President Barack Obama must be sorely tempted to lambast General Motors’ bondholders. Their sound rejection last night of the carmaker’s offer to exchange $27.5 billion in debt for a 10 per cent equity stake — a level set by the US government — makes a bankruptcy filing for the carmaker in the next few days a near certainty. When Chrysler’s lenders took a similar path last month they received a public tongue-lashing from the president. But GM’s bondholders shouldn’t be Obama’s latest scapegoats.
For starters, it’s much harder to claim GM’s bondholders are mere “speculators”, as he did with Chrysler’s holdout lenders. Retail counts for a significant minority of GM’s bondholders — mom and pop investors who bought Detroit’s largest carmaker’s debt thinking it offered stable, long-term return.
Moreover, GM’s bondholders have played a significant role in keeping GM afloat in the past: the company raised more than $17 billion in unsecured debt six years ago to help plug a whopping $19 billion deficit in its workers’ pension plans.
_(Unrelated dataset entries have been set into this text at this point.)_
//! Installer configuration
//!
//! Settings come from an INI file, by default `~/.zulip-install-server.conf`:
//!
//! ```ini
//! [repo]
//! repo_url=git@github.com:zulip/zulip.git
//!
//! [aws]
//! zone_id=Z2U988IEXAMPLE
//! security_groups=sg-01234567
//! instance_type=m4.large
//! iam_profile=arn:aws:iam::123456789012:instance-profile/zulip
//! availability_zone=us-east-1a
//! disk_size=20
//!
//! [aws-postgresql]
//! instance_type=r6g.large
//! ```
//!
//! Keys in `[aws-<roles>]` override the same key in `[aws]`.

pub mod loader;

pub use loader::{ConfigLoader, default_config_path, load_config};

/// Default Ubuntu series used for the AMI lookup
pub const DEFAULT_UBUNTU_RELEASE: &str = "jammy";

/// Fully resolved installer configuration for one run
#[derive(Debug, Clone, PartialEq, Eq)]
pub struct InstallConfig {
    /// Git URL the new server clones its checkout from
    pub repo_url: String,

    /// AWS settings after the per-role override was applied
    pub aws: AwsSettings,
}

/// AWS launch settings
#[derive(Debug, Clone, PartialEq, Eq)]
pub struct AwsSettings {
    /// Route 53 hosted zone the hostname is registered in
    pub zone_id: String,

    /// Security groups attached to the instance
    pub security_groups: Vec<String>,

    /// EC2 instance type, e.g. `m4.large`
    pub instance_type: String,

    /// IAM instance profile ARN
    pub iam_profile: String,

    /// Placement availability zone
    pub availability_zone: String,

    /// Root volume size in GiB
    pub disk_size: u32,

    /// Region passed to every CLI call, if set
    pub region: Option<String>,

    /// Ubuntu series of the AMI (e.g. `jammy`)
    pub ubuntu_release: String,
}

/// Split a `security_groups` value on commas and whitespace
pub fn parse_security_groups(value: &str) -> Vec<String> {
    value
        .split(|c: char| c == ',' || c.is_whitespace())
        .filter(|s| !s.is_empty())
        .map(String::from)
        .collect()
}

#[cfg(test)]
mod tests {
    use super::*;

    #[test]
    fn test_parse_security_groups() {
        assert_eq!(parse_security_groups("sg-1"), vec!["sg-1"]);
        assert_eq!(
            parse_security_groups("sg-1, sg-2 sg-3"),
            vec!["sg-1", "sg-2", "sg-3"]
        );
        assert!(parse_security_groups("  ").is_empty());
    }
}
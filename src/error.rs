use thiserror::Error;

/// Error taxonomy for the ingestion core. Every upstream call site and every
/// job runner maps failures onto one of these kinds so callers can decide,
/// mechanically, whether to retry, skip, or abort the run.
#[derive(Debug, Error)]
pub enum IngestError {
    #[error("authentication rejected by upstream (401)")]
    Authentication,

    #[error("rate limited by upstream: {0}")]
    RateLimited(String),

    #[error("upstream server error: {0}")]
    ServerError(String),

    #[error("request timed out: {0}")]
    Timeout(String),

    #[error("unexpected status {status}: {body}")]
    UnexpectedStatus { status: u16, body: String },

    #[error("emergency stop: observed daily remaining below threshold ({remaining} < {threshold})")]
    EmergencyStop { remaining: i64, threshold: i64 },

    #[error("dependency resolution failed: {0}")]
    Dependency(String),

    #[error("transform failed: {0}")]
    Transform(String),

    #[error("database error: {0}")]
    Database(String),

    #[error("transport error: {0}")]
    Transport(String),
}

impl From<sqlx::Error> for IngestError {
    fn from(e: sqlx::Error) -> Self {
        IngestError::Database(e.to_string())
    }
}

impl From<reqwest::Error> for IngestError {
    fn from(e: reqwest::Error) -> Self {
        if e.is_timeout() {
            IngestError::Timeout(e.to_string())
        } else {
            IngestError::Transport(e.to_string())
        }
    }
}

impl From<redis::RedisError> for IngestError {
    fn from(e: redis::RedisError) -> Self {
        IngestError::Transport(e.to_string())
    }
}

impl IngestError {
    /// True for errors that should unwind a whole scheduler/live-loop run
    /// rather than just the current work item.
    pub fn is_fatal(&self) -> bool {
        matches!(self, IngestError::Authentication | IngestError::EmergencyStop { .. })
    }
}

pub type Result<T> = std::result::Result<T, IngestError>;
In any event, neither Chrysler’s secured lenders nor GM’s unsecured bondholders rejected the respective offers out of greed: both groups were well aware they needed to take a significant hit to help restructure the companies. They balked at the Obama administration’s union favouritism. In Chrysler’s case, the lenders were higher up the pecking order and in GM’s, the bondholders were owed much more money than the UAW’s healthcare trust. Yet in both instances, the government offered a better deal to workers. That doomed both offers — and any chance of avoiding Chapter 11 — from the start.